**Problem description**
Copy each line of the entries below that contains the string "FileConfig".

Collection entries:
use secrecy::{ExposeSecret, SecretString};
use serde::{Deserialize, Serialize};
use std::{fs, path::Path};

use crate::error::{CoreResult, MiddleAiError};

/// Environment variable holding the collector base URL.
pub const ENV_ENDPOINT: &str = "MIDDLE_AI_ENDPOINT";
/// Environment variable holding the collector API key.
pub const ENV_API_KEY: &str = "MIDDLE_AI_API_KEY";

#[derive(Debug, Serialize, Deserialize, Clone, PartialEq, Eq)]
pub struct HttpCfg {
    /// TCP connect timeout in milliseconds (default 5000ms)
    #[serde(default = "default_connect_timeout_ms")]
    pub connect_timeout_ms: u64,
    /// Total request timeout in milliseconds (default 60000ms)
    #[serde(default = "default_request_timeout_ms")]
    pub request_timeout_ms: u64,
    /// Optional per-host idle connection pool cap (None = reqwest default)
    #[serde(default)]
    pub pool_max_idle_per_host: Option<usize>,
}

impl Default for HttpCfg {
    fn default() -> Self {
        Self {
            connect_timeout_ms: default_connect_timeout_ms(),
            request_timeout_ms: default_request_timeout_ms(),
            pool_max_idle_per_host: None,
        }
    }
}

fn default_connect_timeout_ms() -> u64 {
    5_000
}
fn default_request_timeout_ms() -> u64 {
    60_000
}
fn default_api_key_env() -> String {
    ENV_API_KEY.to_string()
}

/// On-disk shape of the tracer configuration. The API key itself never lives
/// in the file; `api_key_env` names the environment variable that holds it.
#[derive(Debug, Serialize, Deserialize, Clone, PartialEq, Eq)]
pub struct FileConfig {
    /// Collector base URL. Falls back to `MIDDLE_AI_ENDPOINT` when absent.
    #[serde(default)]
    pub endpoint: Option<String>,
    /// Name of the environment variable that contains the API key.
    #[serde(default = "default_api_key_env")]
    pub api_key_env: String,
    /// HTTP client configuration (timeouts, pooling). Missing → defaults.
    #[serde(default)]
    pub http: HttpCfg,
}

impl FileConfig {
    /// Parse a config file (JSON or TOML by extension). If the extension is
    /// missing or unrecognized, try JSON first, then TOML.
    pub fn from_path<P: AsRef<Path>>(path: P) -> CoreResult<Self> {
        let path = path.as_ref();
        let bytes = fs::read(path).map_err(MiddleAiError::from)?;
        let s = std::str::from_utf8(&bytes).map_err(|e| MiddleAiError::Other(e.into()))?;
        let cfg: Self = match path.extension().and_then(|e| e.to_str()) {
            Some("json") => {
                serde_json::from_str::<Self>(s).map_err(|e| MiddleAiError::Other(e.into()))?
            }
            Some("toml") => {
                toml::from_str::<Self>(s).map_err(|e| MiddleAiError::Other(e.into()))?
            }
            _ => serde_json::from_str::<Self>(s)
                .map_err(|e| MiddleAiError::Other(e.into()))
                .or_else(|_| toml::from_str::<Self>(s).map_err(|e| MiddleAiError::Other(e.into())))?,
        };
        Ok(cfg)
    }
}

/// Validated settings for one tracer: where the collector lives and how to
/// authenticate against it.
#[derive(Debug)]
pub struct TracerConfig {
    pub endpoint: String,
    pub api_key: SecretString,
    pub http: HttpCfg,
}

impl TracerConfig {
    pub fn new(endpoint: impl Into<String>, api_key: impl Into<String>) -> Self {
        Self {
            endpoint: endpoint.into(),
            api_key: SecretString::from(api_key.into()),
            http: HttpCfg::default(),
        }
    }

    pub fn with_http(mut self, http: HttpCfg) -> Self {
        self.http = http;
        self
    }

    /// Read `MIDDLE_AI_ENDPOINT` and `MIDDLE_AI_API_KEY` and validate them.
    pub fn from_env() -> CoreResult<Self> {
        Self::from_lookup(|name| std::env::var(name).ok())
    }

    /// Load a config file, resolving the API key (and a missing endpoint)
    /// from the process environment.
    pub fn from_path<P: AsRef<Path>>(path: P) -> CoreResult<Self> {
        let file = FileConfig::from_path(path)?;
        Self::from_file_config(file, |name| std::env::var(name).ok())
    }

    pub(crate) fn from_lookup<F>(lookup: F) -> CoreResult<Self>
    where
        F: Fn(&str) -> Option<String>,
    {
        let endpoint = lookup(ENV_ENDPOINT)
            .ok_or_else(|| MiddleAiError::Config(format!("{ENV_ENDPOINT} is not set")))?;
        let api_key = lookup(ENV_API_KEY)
            .ok_or_else(|| MiddleAiError::Config(format!("{ENV_API_KEY} is not set")))?;
        let cfg = Self::new(endpoint, api_key);
        cfg.validate()?;
        Ok(cfg)
    }

    pub(crate) fn from_file_config<F>(file: FileConfig, lookup: F) -> CoreResult<Self>
    where
        F: Fn(&str) -> Option<String>,
    {
        let endpoint = file
            .endpoint
            .or_else(|| lookup(ENV_ENDPOINT))
            .ok_or_else(|| {
                MiddleAiError::Config(format!("no endpoint in config file and {ENV_ENDPOINT} is not set"))
            })?;
        let api_key = lookup(&file.api_key_env)
            .ok_or_else(|| MiddleAiError::Config(format!("{} is not set", file.api_key_env)))?;
        let cfg = Self::new(endpoint, api_key).with_http(file.http);
        cfg.validate()?;
        Ok(cfg)
    }

    /// Fail fast on settings that would otherwise only surface as malformed
    /// requests at the collector.
    pub fn validate(&self) -> CoreResult<()> {
        let endpoint = self.endpoint.trim();
        if endpoint.is_empty() {
            return Err(MiddleAiError::Config("endpoint is empty".into()));
        }
        let url = reqwest::Url::parse(endpoint)
            .map_err(|e| MiddleAiError::Config(format!("endpoint {endpoint:?} is not a URL: {e}")))?;
        if !matches!(url.scheme(), "http" | "https") {
            return Err(MiddleAiError::Config(format!(
                "endpoint scheme must be http or https, got {:?}",
                url.scheme()
            )));
        }

        let key = self.api_key.expose_secret();
        if key.trim().is_empty() {
            return Err(MiddleAiError::Config("api key is empty".into()));
        }
        http::HeaderValue::from_str(key)
            .map_err(|_| MiddleAiError::Config("api key is not a valid header value".into()))?;
        Ok(())
    }

    /// OTLP span export target.
    pub fn traces_url(&self) -> String {
        format!("{}/v1/traces", self.base())
    }

    /// Feedback submission target.
    pub fn feedback_url(&self) -> String {
        format!("{}/feedback", self.base())
    }

    fn base(&self) -> &str {
        self.endpoint.trim().trim_end_matches('/')
    }
}

#[cfg(test)]
mod tests {
    use super::*;
    use std::collections::HashMap;
    use std::fs;
    use tempfile::tempdir;

    fn vars(pairs: &[(&str, &str)]) -> HashMap<String, String> {
        pairs
            .iter()
            .map(|(k, v)| (k.to_string(), v.to_string()))
            .collect()
    }

    #[test]
    fn from_lookup_reads_both_vars() {
        let env = vars(&[
            (ENV_ENDPOINT, "https://collector.example.com/"),
            (ENV_API_KEY, "mai-123"),
        ]);
        let cfg = TracerConfig::from_lookup(|k| env.get(k).cloned()).unwrap();
        assert_eq!(cfg.api_key.expose_secret(), "mai-123");
        assert_eq!(cfg.traces_url(), "https://collector.example.com/v1/traces");
        assert_eq!(cfg.feedback_url(), "https://collector.example.com/feedback");
        assert_eq!(cfg.http, HttpCfg::default());
    }

    #[test]
    fn missing_endpoint_is_rejected() {
        let env = vars(&[(ENV_API_KEY, "mai-123")]);
        let err = TracerConfig::from_lookup(|k| env.get(k).cloned()).unwrap_err();
        match err {
            MiddleAiError::Config(msg) => assert!(msg.contains(ENV_ENDPOINT)),
            other => panic!("expected Config error, got: {:?}", other),
        }
    }

    #[test]
    fn missing_api_key_is_rejected() {
        let env = vars(&[(ENV_ENDPOINT, "http://localhost:4318")]);
        let err = TracerConfig::from_lookup(|k| env.get(k).cloned()).unwrap_err();
        assert!(matches!(err, MiddleAiError::Config(_)));
    }

    #[test]
    fn validate_rejects_bad_values() {
        assert!(TracerConfig::new("", "k").validate().is_err());
        assert!(TracerConfig::new("not a url", "k").validate().is_err());
        assert!(TracerConfig::new("ftp://collector", "k").validate().is_err());
        assert!(TracerConfig::new("http://collector", "  ").validate().is_err());
        assert!(TracerConfig::new("http://collector", "bad\nkey").validate().is_err());
        assert!(TracerConfig::new("http://collector", "good-key").validate().is_ok());
    }

    #[test]
    fn debug_output_redacts_api_key() {
        let cfg = TracerConfig::new("http://collector", "super-secret");
        let dbg = format!("{cfg:?}");
        assert!(!dbg.contains("super-secret"));
    }

    #[test]
    fn load_from_json() {
        let dir = tempdir().unwrap();
        let file = dir.path().join("middleai.json");
        let json = r#"{
          "endpoint": "https://collector.example.com",
          "api_key_env": "MY_COLLECTOR_KEY",
          "http": {"connect_timeout_ms": 1000}
        }"#;
        fs::write(&file, json).unwrap();
        let parsed = FileConfig::from_path(&file).unwrap();
        assert_eq!(parsed.api_key_env, "MY_COLLECTOR_KEY");
        assert_eq!(parsed.http.connect_timeout_ms, 1_000);
        assert_eq!(parsed.http.request_timeout_ms, 60_000);

        let env = vars(&[("MY_COLLECTOR_KEY", "from-file-env")]);
        let cfg = TracerConfig::from_file_config(parsed, |k| env.get(k).cloned()).unwrap();
        assert_eq!(cfg.endpoint, "https://collector.example.com");
        assert_eq!(cfg.api_key.expose_secret(), "from-file-env");
    }

    #[test]
    fn load_from_toml_with_env_endpoint_fallback() {
        let dir = tempdir().unwrap();
        let file = dir.path().join("middleai.toml");
        let toml = r#"
[http]
request_timeout_ms = 2500
pool_max_idle_per_host = 4
"#;
        fs::write(&file, toml).unwrap();
        let parsed = FileConfig::from_path(&file).unwrap();
        assert_eq!(parsed.endpoint, None);
        assert_eq!(parsed.api_key_env, ENV_API_KEY);
        assert_eq!(parsed.http.pool_max_idle_per_host, Some(4));

        let env = vars(&[(ENV_ENDPOINT, "http://localhost:4318"), (ENV_API_KEY, "k")]);
        let cfg = TracerConfig::from_file_config(parsed, |k| env.get(k).cloned()).unwrap();
        assert_eq!(cfg.endpoint, "http://localhost:4318");
        assert_eq!(cfg.http.request_timeout_ms, 2_500);
    }

    #[test]
    fn unknown_extension_falls_back_to_json_then_toml() {
        let dir = tempdir().unwrap();
        let json_path = dir.path().join("middleai.conf");
        fs::write(&json_path, r#"{"endpoint":"http://a"}"#).unwrap();
        assert_eq!(
            FileConfig::from_path(&json_path).unwrap().endpoint.as_deref(),
            Some("http://a")
        );

        let toml_path = dir.path().join("middleai2.conf");
        fs::write(&toml_path, "endpoint = \"http://b\"\n").unwrap();
        assert_eq!(
            FileConfig::from_path(&toml_path).unwrap().endpoint.as_deref(),
            Some("http://b")
        );
    }

    #[test]
    fn missing_file_returns_io_error() {
        let missing = std::path::PathBuf::from("/definitely/not/here/middleai-missing.json");
        let err = FileConfig::from_path(&missing).unwrap_err();
        match err {
            MiddleAiError::Io(_) => {}
            other => panic!("expected Io error, got: {:?}", other),
        }
    }

    #[test]
    fn bad_json_returns_other_error() {
        let dir = tempdir().unwrap();
        let file = dir.path().join("bad.json");
        fs::write(&file, r#"{ "endpoint": 123 "#).unwrap();
        let err = FileConfig::from_path(&file).unwrap_err();
        assert!(matches!(err, MiddleAiError::Other(_)));
    }

    #[test]
    fn file_without_key_in_env_is_rejected() {
        let file = FileConfig {
            endpoint: Some("http://collector".into()),
            api_key_env: "UNSET_KEY_VAR".into(),
            http: HttpCfg::default(),
        };
        let err = TracerConfig::from_file_config(file, |_| None).unwrap_err();
        match err {
            MiddleAiError::Config(msg) => assert!(msg.contains("UNSET_KEY_VAR")),
            other => panic!("expected Config error, got: {:?}", other),
        }
    }
}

**Task answer**
pub struct FileConfig {
impl FileConfig {
        let file = FileConfig::from_path(path)?;
    pub(crate) fn from_file_config<F>(file: FileConfig, lookup: F) -> CoreResult<Self>
        let parsed = FileConfig::from_path(&file).unwrap();
        let parsed = FileConfig::from_path(&file).unwrap();
            FileConfig::from_path(&json_path).unwrap().endpoint.as_deref(),
            FileConfig::from_path(&toml_path).unwrap().endpoint.as_deref(),
        let err = FileConfig::from_path(&missing).unwrap_err();
        let err = FileConfig::from_path(&file).unwrap_err();
        let file = FileConfig {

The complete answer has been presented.